The historical heritage of Kasheli

The history of Kasheli reaches back well over a thousand years. By local tradition the Sun-god himself chose the site for his shrine; Adi Shankaracharya is believed to have visited the village, and the Shilahara king Gandaraditya, the Maratha kings Shivaji Maharaj and Sambhaji Maharaj are all said to have set foot here.

Key heritage sites

  • Shri Kanakaditya Sun Temple — one of the very few surviving Sun temples in India. Tradition says the deity arrived by boat in the twelfth century when idols were being moved south from Dwarka during the Muslim invasions of western India.

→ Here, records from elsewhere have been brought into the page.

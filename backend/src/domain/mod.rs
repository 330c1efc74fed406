//! Domain primitives, form validation and the posts service.
//!
//! Purpose: define the entities of the blogging site (users, groups, posts,
//! comments, follows), their validated parts, and the orchestration of
//! every user-facing operation. Nothing here knows about HTTP or SQL.
//!
//! Public surface:
//! - Error / ErrorCode: transport-agnostic failures.
//! - User, Group, Post, Comment, Follow: entities.
//! - PostForm, CommentForm, validate_post, validate_comment: form input.
//! - Page, Redirect, Response, RenderedPage: response descriptors.
//! - PostsService: the ten user-facing operations.

pub mod comment;
pub mod error;
pub mod follow;
pub mod forms;
pub mod group;
pub mod page_cache;
pub mod ports;
pub mod post;
pub mod posts_service;
pub mod response;
mod slug;
pub mod trace_id;
pub mod user;

pub use self::comment::{Comment, CommentId, CommentText, EmptyCommentText, NewComment};
pub use self::error::{Error, ErrorCode, ErrorValidationError};
pub use self::follow::{Follow, SelfFollow};
pub use self::forms::{
    CommentForm, FormErrors, PostForm, PostFormValues, UploadedImage, ValidComment, ValidImage,
    ValidPost, validate_comment, validate_post,
};
pub use self::group::{Group, GroupId, GroupSlug, GroupValidationError};
pub use self::page_cache::{INDEX_CACHE_KEY, INDEX_CACHE_TTL};
pub use self::post::{
    NewPost, POST_IMAGE_DIR, Post, PostFilter, PostId, PostImage, PostText, PostUpdate,
    PostValidationError,
};
pub use self::posts_service::{PAGE_SIZE, PostsPorts, PostsService};
pub use self::response::{Page, Redirect, RenderedPage, Response, Template};
pub use self::trace_id::{TRACE_ID_HEADER, TraceId};
pub use self::user::{User, UserId, UserValidationError, Username};

/// Convenient result alias for handlers and services.
///
/// # Examples
/// ```
/// use yatube::domain::{ApiResult, Error};
///
/// fn lookup() -> ApiResult<u32> {
///     Err(Error::not_found("nothing here"))
/// }
/// assert!(lookup().is_err());
/// ```
pub type ApiResult<T> = Result<T, Error>;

A surviving copper-plate (tamrapata) attests to more than 800 years of recorded history.
  • Shri Lakshminarayan Temple — held to be 200–300 years older than the Sun temple. A basement passage is said to lead all the way to the sea shore; the temple was restored by Sambhaji Maharaj.
  • Shri Jakhadevi, Shri Aagbadevi and the Shri Datta Mandir — village deities of great antiquity.
  • The Desai Khar Bund — built about 400 years ago by the Ramajipant Thakur Desai family as famine relief, this seawater-blocking dam is still the backbone of the village’s paddy farming.
  • The Nana Shankar Sheth Sabhamandap — the great 80′ × 40′ assembly hall at the Kanakaditya temple, gifted by the celebrated Mumbai philanthropist Nana Shankar Sheth in thanksgiving for the birth of his son.
  • The 1861 government-recognised Marathi school — the beginning of Kasheli’s modern educational heritage.
  • The 20th-century literary legacy — the works of the great Marathi short-story writer Vithal Sitaram Gurjar placed Kasheli firmly on the map of Marathi literature.

After Gurjar’s death in 1962 the villagers established the Shri Lakshminarayan Shikshan Prasarak Mandal (1967) and the V. S. Gurjar Vidyamandir high school in his memory — the modern continuation of Kasheli’s living heritage.